À Varanasi (Bénarès) par exemple il y a un gigantesque pèlerinage, et une accumulation de petits, dans un désordre sanitaire total avec bains dans un Gange extrêmement pollué. J’y suis passé un jour « normal » et c’était effarant. D’ailleurs les colons anglais nous ont laissé des récits épouvantés.

La religion bouddhiste est très différente d’un pays à l’autre. Elle va des principes les plus généraux et abstraits applicables à presque toutes les civilisations, à des pratiques qui ont intégré des rites voire des superstitions qui peuvent laisser perplexe un médecin occidental.

J’ai entendu parler d’un village craignant l’infection qui avait demandé à une procession d’en faire 49 fois le tour en priant.

Ce n’est pas ironique : qu’a fait Josué à Jéricho ? Et qu’ont fait les chrétiens pendant plus d’un millénaire, voire le font parfois encore lorsque la pluie manque.
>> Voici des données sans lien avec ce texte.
//! Table and JSON rendering of operation outcomes.

use crate::dispatch::Outcome;
use crate::OutputFormat;
use alumni_core::{CapabilityTable, Choice, DeleteOutcome, ReadOutcome, WriteReport};
use comfy_table::{presets::UTF8_FULL, Table};
use serde_json::{json, Value};

const NO_RECORDS: &str = "No records found.";
const DECLINED: &str = "Delete cancelled; pass --yes to confirm.";

pub fn render(outcome: &Outcome, format: OutputFormat) -> String {
    match format {
        OutputFormat::Table => render_text(outcome),
        OutputFormat::Json => pretty(outcome_json(outcome)),
    }
}

pub fn render_capabilities(capabilities: &CapabilityTable, format: OutputFormat) -> String {
    match format {
        OutputFormat::Table => {
            let mut table = new_table(["operation", "label", "group", "kind", "enabled"]);
            for (operation, enabled) in capabilities.iter() {
                table.add_row(vec![
                    operation.id().to_string(),
                    operation.label().to_string(),
                    operation.group().label().to_string(),
                    operation.kind().as_str().to_string(),
                    if enabled { "yes" } else { "no" }.to_string(),
                ]);
            }
            format!("role: {}\n{table}", capabilities.role())
        }
        OutputFormat::Json => {
            let operations: Vec<Value> = capabilities
                .iter()
                .map(|(operation, enabled)| {
                    json!({
                        "operation": operation.id(),
                        "label": operation.label(),
                        "group": operation.group().label(),
                        "kind": operation.kind().as_str(),
                        "enabled": enabled,
                    })
                })
                .collect();
            pretty(json!({
                "role": capabilities.role().to_string(),
                "operations": operations,
            }))
        }
    }
}

fn render_text(outcome: &Outcome) -> String {
    match outcome {
        Outcome::Rows(read) => read_table(read),
        Outcome::Written(report) => write_text(report),
        Outcome::Deleted(DeleteOutcome::Declined) => DECLINED.to_string(),
        Outcome::Deleted(DeleteOutcome::Completed(report)) => write_text(report),
        Outcome::Choices(choices) => choice_table(choices),
    }
}

fn read_table(read: &ReadOutcome) -> String {
    if read.is_empty() {
        return NO_RECORDS.to_string();
    }
    let mut table = new_table(read.columns());
    for row in read.rows() {
        table.add_row(row.iter().map(ToString::to_string).collect::<Vec<_>>());
    }
    table.to_string()
}

fn write_text(report: &WriteReport) -> String {
    format!(
        "{} row(s) affected\n{}",
        report.affected_rows,
        read_table(&report.refreshed)
    )
}

fn choice_table(choices: &[Choice]) -> String {
    if choices.is_empty() {
        return NO_RECORDS.to_string();
    }
    let mut table = new_table(["id", "option"]);
    for choice in choices {
        table.add_row(vec![choice.id.to_string(), choice.to_string()]);
    }
    table.to_string()
}

fn new_table<I, S>(header: I) -> Table
where
    I: IntoIterator<Item = S>,
    S: ToString,
{
    let mut table = Table::new();
    table.load_preset(UTF8_FULL);
    table.set_header(header.into_iter().map(|column| column.to_string()).collect::<Vec<_>>());
    table
}

fn outcome_json(outcome: &Outcome) -> Value {
    let encoded = match outcome {
        Outcome::Rows(read) => serde_json::to_value(read),
        Outcome::Written(report) => serde_json::to_value(report),
        Outcome::Deleted(deleted) => serde_json::to_value(deleted),
        Outcome::Choices(choices) => serde_json::to_value(choices),
    };
    encoded.unwrap_or_else(|err| json!({ "status": "error", "message": err.to_string() }))
}

fn pretty(value: Value) -> String {
    serde_json::to_string_pretty(&value).unwrap_or_else(|_| value.to_string())
}

#[cfg(test)]
mod tests {
    use super::{render, render_capabilities, DECLINED, NO_RECORDS};
    use crate::dispatch::Outcome;
    use crate::OutputFormat;
    use alumni_core::{
        CellValue, Choice, DeleteOutcome, ReadOutcome, ResultSet, Role, RolePolicy, WriteReport,
    };

    fn departments() -> ReadOutcome {
        ReadOutcome::Rows(ResultSet {
            columns: vec!["dept_id".to_string(), "name".to_string()],
            rows: vec![vec![CellValue::Integer(1), CellValue::Text("CS".to_string())]],
        })
    }

    #[test]
    fn empty_reads_print_placeholder() {
        let outcome = Outcome::Rows(ReadOutcome::Empty {
            columns: vec!["dept_id".to_string()],
        });
        assert_eq!(render(&outcome, OutputFormat::Table), NO_RECORDS);
    }

    #[test]
    fn writes_print_count_and_refreshed_table() {
        let outcome = Outcome::Written(WriteReport {
            affected_rows: 1,
            refreshed: departments(),
        });
        let text = render(&outcome, OutputFormat::Table);
        assert!(text.starts_with("1 row(s) affected\n"));
        assert!(text.contains("dept_id"));
        assert!(text.contains("CS"));
    }

    #[test]
    fn declined_delete_explains_how_to_confirm() {
        let outcome = Outcome::Deleted(DeleteOutcome::Declined);
        assert_eq!(render(&outcome, OutputFormat::Table), DECLINED);

        let json: serde_json::Value =
            serde_json::from_str(&render(&outcome, OutputFormat::Json)).unwrap();
        assert_eq!(json["status"], "declined");
    }

    #[test]
    fn json_rows_keep_column_order_and_native_types() {
        let json: serde_json::Value =
            serde_json::from_str(&render(&Outcome::Rows(departments()), OutputFormat::Json))
                .unwrap();
        assert_eq!(json["status"], "rows");
        assert_eq!(json["columns"][1], "name");
        assert_eq!(json["rows"][0][0], 1);
        assert_eq!(json["rows"][0][1], "CS");
    }

    #[test]
    fn choices_render_as_labelled_options() {
        let outcome = Outcome::Choices(vec![Choice {
            id: 3,
            name: "Physics".to_string(),
        }]);
        assert!(render(&outcome, OutputFormat::Table).contains("3 - Physics"));
    }

    #[test]
    fn capabilities_list_every_operation() {
        let table = RolePolicy::capabilities(Role::Student);
        let json: serde_json::Value =
            serde_json::from_str(&render_capabilities(&table, OutputFormat::Json)).unwrap();
        let operations = json["operations"].as_array().unwrap();
        assert_eq!(operations.len(), table.iter().count());
        let add = operations
            .iter()
            .find(|entry| entry["operation"] == "alumni.add")
            .unwrap();
        assert_eq!(add["enabled"], false);
    }
}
Et je ne connais pas toutes les variantes notamment africaines du christianisme.

 

Et il n’y a pas que les religions .

 

La passion des supporters des grands matchs de foot

Il y a une vingtaine d’années, j’étais en Iran dans la ville sainte de Qom, peuplée de mollahs. Ils n’étaient pas systématiquement partisans du régime qui leur avait donné le pouvoir, car « la politique risque de dégoûter les Iraniens de l’islam ». Ce qui arrive effectivement aujourd’hui.

Je discutais avec l’un d’entre eux, et pris un air grave :

– « j’ai l’impression que l’islam est en train de disparaître au profit d’une autre religion »

Mon interlocuteur prit un air soucieux :

– « laquelle ? »

– « le foot »

Le mollah, bonne pâte, se mit à rire et répondit :

– « je crois que vous avez raison »

Effectivement. Moi qui suis assez indifférent aux « millionnaires en culottes courtes », je suis sidéré par l’adoration du public pour leurs équipes nationales. Il me semble que cela dépasse souvent la ferveur religieuse.

Étant en Algérie un jour où l’équipe nationale recevait en Égypte des pierres des supporters de l’équipe locale, j’entendis : « S’il n’y avait pas la Tunisie et la Libye entre nous, il faudrait envoyer les chars ! ».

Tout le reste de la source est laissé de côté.